Your goal:
Copy out the entries that follow, unchanged.

━━ Materials provided ━━

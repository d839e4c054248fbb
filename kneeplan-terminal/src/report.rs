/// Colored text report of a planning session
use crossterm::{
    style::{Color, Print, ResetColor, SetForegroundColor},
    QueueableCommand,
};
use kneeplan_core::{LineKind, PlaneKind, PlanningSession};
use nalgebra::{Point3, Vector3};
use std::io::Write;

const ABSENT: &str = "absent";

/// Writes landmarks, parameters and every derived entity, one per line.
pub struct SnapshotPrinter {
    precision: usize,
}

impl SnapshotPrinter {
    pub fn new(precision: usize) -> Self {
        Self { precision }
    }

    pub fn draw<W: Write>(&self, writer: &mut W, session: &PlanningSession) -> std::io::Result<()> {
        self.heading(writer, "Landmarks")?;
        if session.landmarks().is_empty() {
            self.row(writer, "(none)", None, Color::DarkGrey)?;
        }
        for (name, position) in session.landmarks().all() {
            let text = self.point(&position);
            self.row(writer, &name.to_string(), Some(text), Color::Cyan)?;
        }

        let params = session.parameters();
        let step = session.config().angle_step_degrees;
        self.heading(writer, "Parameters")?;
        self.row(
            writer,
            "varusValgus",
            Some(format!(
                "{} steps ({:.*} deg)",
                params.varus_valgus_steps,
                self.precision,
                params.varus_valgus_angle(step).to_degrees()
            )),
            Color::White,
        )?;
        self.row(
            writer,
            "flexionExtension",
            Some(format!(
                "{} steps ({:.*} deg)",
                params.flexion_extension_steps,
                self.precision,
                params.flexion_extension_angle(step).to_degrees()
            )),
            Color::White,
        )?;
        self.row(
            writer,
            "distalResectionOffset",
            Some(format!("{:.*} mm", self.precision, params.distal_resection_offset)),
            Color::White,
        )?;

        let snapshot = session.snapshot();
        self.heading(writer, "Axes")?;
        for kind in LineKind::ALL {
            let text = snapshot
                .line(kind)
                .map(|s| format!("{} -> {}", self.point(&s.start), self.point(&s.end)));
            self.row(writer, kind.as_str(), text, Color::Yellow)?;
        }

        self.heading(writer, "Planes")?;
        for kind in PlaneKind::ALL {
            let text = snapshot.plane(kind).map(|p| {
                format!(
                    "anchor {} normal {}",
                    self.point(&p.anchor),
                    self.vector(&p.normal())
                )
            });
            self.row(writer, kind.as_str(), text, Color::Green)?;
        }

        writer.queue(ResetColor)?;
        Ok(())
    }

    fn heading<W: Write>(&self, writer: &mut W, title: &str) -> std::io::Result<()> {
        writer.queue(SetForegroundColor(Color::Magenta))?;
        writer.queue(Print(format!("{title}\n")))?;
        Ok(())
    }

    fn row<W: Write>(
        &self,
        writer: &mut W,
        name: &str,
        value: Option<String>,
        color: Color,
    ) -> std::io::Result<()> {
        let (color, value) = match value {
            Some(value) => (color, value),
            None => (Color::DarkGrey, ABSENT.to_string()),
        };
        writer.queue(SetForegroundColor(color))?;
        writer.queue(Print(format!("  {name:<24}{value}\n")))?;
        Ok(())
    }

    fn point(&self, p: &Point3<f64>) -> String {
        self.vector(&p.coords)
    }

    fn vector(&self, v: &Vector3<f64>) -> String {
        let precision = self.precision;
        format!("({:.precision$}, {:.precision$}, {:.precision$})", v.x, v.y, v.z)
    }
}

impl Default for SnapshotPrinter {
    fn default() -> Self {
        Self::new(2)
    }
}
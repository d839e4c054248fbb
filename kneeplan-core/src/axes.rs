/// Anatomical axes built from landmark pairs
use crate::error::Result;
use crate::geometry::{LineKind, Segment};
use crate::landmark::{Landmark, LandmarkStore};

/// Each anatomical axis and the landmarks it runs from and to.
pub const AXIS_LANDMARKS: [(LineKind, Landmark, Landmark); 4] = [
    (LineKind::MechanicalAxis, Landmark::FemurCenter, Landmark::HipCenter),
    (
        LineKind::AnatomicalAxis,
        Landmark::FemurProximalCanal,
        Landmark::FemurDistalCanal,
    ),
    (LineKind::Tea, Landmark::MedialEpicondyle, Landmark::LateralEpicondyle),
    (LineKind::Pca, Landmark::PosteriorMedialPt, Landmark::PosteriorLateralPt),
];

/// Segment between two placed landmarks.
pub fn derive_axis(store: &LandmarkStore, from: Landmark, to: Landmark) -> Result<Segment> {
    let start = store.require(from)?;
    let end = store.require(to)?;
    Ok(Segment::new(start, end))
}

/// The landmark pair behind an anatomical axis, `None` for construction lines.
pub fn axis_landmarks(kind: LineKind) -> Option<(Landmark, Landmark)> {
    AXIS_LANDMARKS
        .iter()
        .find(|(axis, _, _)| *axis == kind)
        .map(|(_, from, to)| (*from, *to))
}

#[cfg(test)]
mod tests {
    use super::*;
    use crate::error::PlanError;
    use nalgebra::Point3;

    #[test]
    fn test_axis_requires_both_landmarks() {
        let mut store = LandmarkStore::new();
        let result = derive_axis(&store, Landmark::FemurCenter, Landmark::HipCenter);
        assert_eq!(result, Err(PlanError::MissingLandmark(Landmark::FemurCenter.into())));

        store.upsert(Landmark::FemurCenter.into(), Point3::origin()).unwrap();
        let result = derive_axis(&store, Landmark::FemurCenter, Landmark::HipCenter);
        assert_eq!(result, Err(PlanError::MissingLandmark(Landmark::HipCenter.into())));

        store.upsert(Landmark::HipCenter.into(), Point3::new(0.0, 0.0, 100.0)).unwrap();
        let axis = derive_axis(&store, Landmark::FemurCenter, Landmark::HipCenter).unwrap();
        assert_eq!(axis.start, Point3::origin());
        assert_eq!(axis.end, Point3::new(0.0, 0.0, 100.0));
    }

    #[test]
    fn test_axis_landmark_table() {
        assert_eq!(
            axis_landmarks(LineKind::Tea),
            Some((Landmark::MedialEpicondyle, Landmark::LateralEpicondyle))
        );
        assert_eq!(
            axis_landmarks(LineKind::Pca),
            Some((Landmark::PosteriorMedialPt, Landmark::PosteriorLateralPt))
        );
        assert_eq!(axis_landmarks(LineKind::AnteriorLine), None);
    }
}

━━━

Answer space:
repository d839e4c054248fbb
filename kneeplan-terminal/src/report.rs
/// Colored text report of a planning session
use crossterm::{
    style::{Color, Print, ResetColor, SetForegroundColor},
    QueueableCommand,
};
use kneeplan_core::{LineKind, PlaneKind, PlanningSession};
use nalgebra::{Point3, Vector3};
use std::io::Write;

const ABSENT: &str = "absent";

/// Writes landmarks, parameters and every derived entity, one per line.
pub struct SnapshotPrinter {
    precision: usize,
}

impl SnapshotPrinter {
    pub fn new(precision: usize) -> Self {
        Self { precision }
    }

    pub fn draw<W: Write>(&self, writer: &mut W, session: &PlanningSession) -> std::io::Result<()> {
        self.heading(writer, "Landmarks")?;
        if session.landmarks().is_empty() {
            self.row(writer, "(none)", None, Color::DarkGrey)?;
        }
        for (name, position) in session.landmarks().all() {
            let text = self.point(&position);
            self.row(writer, &name.to_string(), Some(text), Color::Cyan)?;
        }

        let params = session.parameters();
        let step = session.config().angle_step_degrees;
        self.heading(writer, "Parameters")?;
        self.row(
            writer,
            "varusValgus",
            Some(format!(
                "{} steps ({:.*} deg)",
                params.varus_valgus_steps,
                self.precision,
                params.varus_valgus_angle(step).to_degrees()
            )),
            Color::White,
        )?;
        self.row(
            writer,
            "flexionExtension",
            Some(format!(
                "{} steps ({:.*} deg)",
                params.flexion_extension_steps,
                self.precision,
                params.flexion_extension_angle(step).to_degrees()
            )),
            Color::White,
        )?;
        self.row(
            writer,
            "distalResectionOffset",
            Some(format!("{:.*} mm", self.precision, params.distal_resection_offset)),
            Color::White,
        )?;

        let snapshot = session.snapshot();
        self.heading(writer, "Axes")?;
        for kind in LineKind::ALL {
            let text = snapshot
                .line(kind)
                .map(|s| format!("{} -> {}", self.point(&s.start), self.point(&s.end)));
            self.row(writer, kind.as_str(), text, Color::Yellow)?;
        }

        self.heading(writer, "Planes")?;
        for kind in PlaneKind::ALL {
            let text = snapshot.plane(kind).map(|p| {
                format!(
                    "anchor {} normal {}",
                    self.point(&p.anchor),
                    self.vector(&p.normal())
                )
            });
            self.row(writer, kind.as_str(), text, Color::Green)?;
        }

        writer.queue(ResetColor)?;
        Ok(())
    }

    fn heading<W: Write>(&self, writer: &mut W, title: &str) -> std::io::Result<()> {
        writer.queue(SetForegroundColor(Color::Magenta))?;
        writer.queue(Print(format!("{title}\n")))?;
        Ok(())
    }

    fn row<W: Write>(
        &self,
        writer: &mut W,
        name: &str,
        value: Option<String>,
        color: Color,
    ) -> std::io::Result<()> {
        let (color, value) = match value {
            Some(value) => (color, value),
            None => (Color::DarkGrey, ABSENT.to_string()),
        };
        writer.queue(SetForegroundColor(color))?;
        writer.queue(Print(format!("  {name:<24}{value}\n")))?;
        Ok(())
    }

    fn point(&self, p: &Point3<f64>) -> String {
        self.vector(&p.coords)
    }

    fn vector(&self, v: &Vector3<f64>) -> String {
        let precision = self.precision;
        format!("({:.precision$}, {:.precision$}, {:.precision$})", v.x, v.y, v.z)
    }
}

impl Default for SnapshotPrinter {
    fn default() -> Self {
        Self::new(2)
    }
}
repository d839e4c054248fbb
filename kneeplan-core/src/axes.rs
/// Anatomical axes built from landmark pairs
use crate::error::Result;
use crate::geometry::{LineKind, Segment};
use crate::landmark::{Landmark, LandmarkStore};

/// Each anatomical axis and the landmarks it runs from and to.
pub const AXIS_LANDMARKS: [(LineKind, Landmark, Landmark); 4] = [
    (LineKind::MechanicalAxis, Landmark::FemurCenter, Landmark::HipCenter),
    (
        LineKind::AnatomicalAxis,
        Landmark::FemurProximalCanal,
        Landmark::FemurDistalCanal,
    ),
    (LineKind::Tea, Landmark::MedialEpicondyle, Landmark::LateralEpicondyle),
    (LineKind::Pca, Landmark::PosteriorMedialPt, Landmark::PosteriorLateralPt),
];

/// Segment between two placed landmarks.
pub fn derive_axis(store: &LandmarkStore, from: Landmark, to: Landmark) -> Result<Segment> {
    let start = store.require(from)?;
    let end = store.require(to)?;
    Ok(Segment::new(start, end))
}

/// The landmark pair behind an anatomical axis, `None` for construction lines.
pub fn axis_landmarks(kind: LineKind) -> Option<(Landmark, Landmark)> {
    AXIS_LANDMARKS
        .iter()
        .find(|(axis, _, _)| *axis == kind)
        .map(|(_, from, to)| (*from, *to))
}

#[cfg(test)]
mod tests {
    use super::*;
    use crate::error::PlanError;
    use nalgebra::Point3;

    #[test]
    fn test_axis_requires_both_landmarks() {
        let mut store = LandmarkStore::new();
        let result = derive_axis(&store, Landmark::FemurCenter, Landmark::HipCenter);
        assert_eq!(result, Err(PlanError::MissingLandmark(Landmark::FemurCenter.into())));

        store.upsert(Landmark::FemurCenter.into(), Point3::origin()).unwrap();
        let result = derive_axis(&store, Landmark::FemurCenter, Landmark::HipCenter);
        assert_eq!(result, Err(PlanError::MissingLandmark(Landmark::HipCenter.into())));

        store.upsert(Landmark::HipCenter.into(), Point3::new(0.0, 0.0, 100.0)).unwrap();
        let axis = derive_axis(&store, Landmark::FemurCenter, Landmark::HipCenter).unwrap();
        assert_eq!(axis.start, Point3::origin());
        assert_eq!(axis.end, Point3::new(0.0, 0.0, 100.0));
    }

    #[test]
    fn test_axis_landmark_table() {
        assert_eq!(
            axis_landmarks(LineKind::Tea),
            Some((Landmark::MedialEpicondyle, Landmark::LateralEpicondyle))
        );
        assert_eq!(
            axis_landmarks(LineKind::Pca),
            Some((Landmark::PosteriorMedialPt, Landmark::PosteriorLateralPt))
        );
        assert_eq!(axis_landmarks(LineKind::AnteriorLine), None);
    }
}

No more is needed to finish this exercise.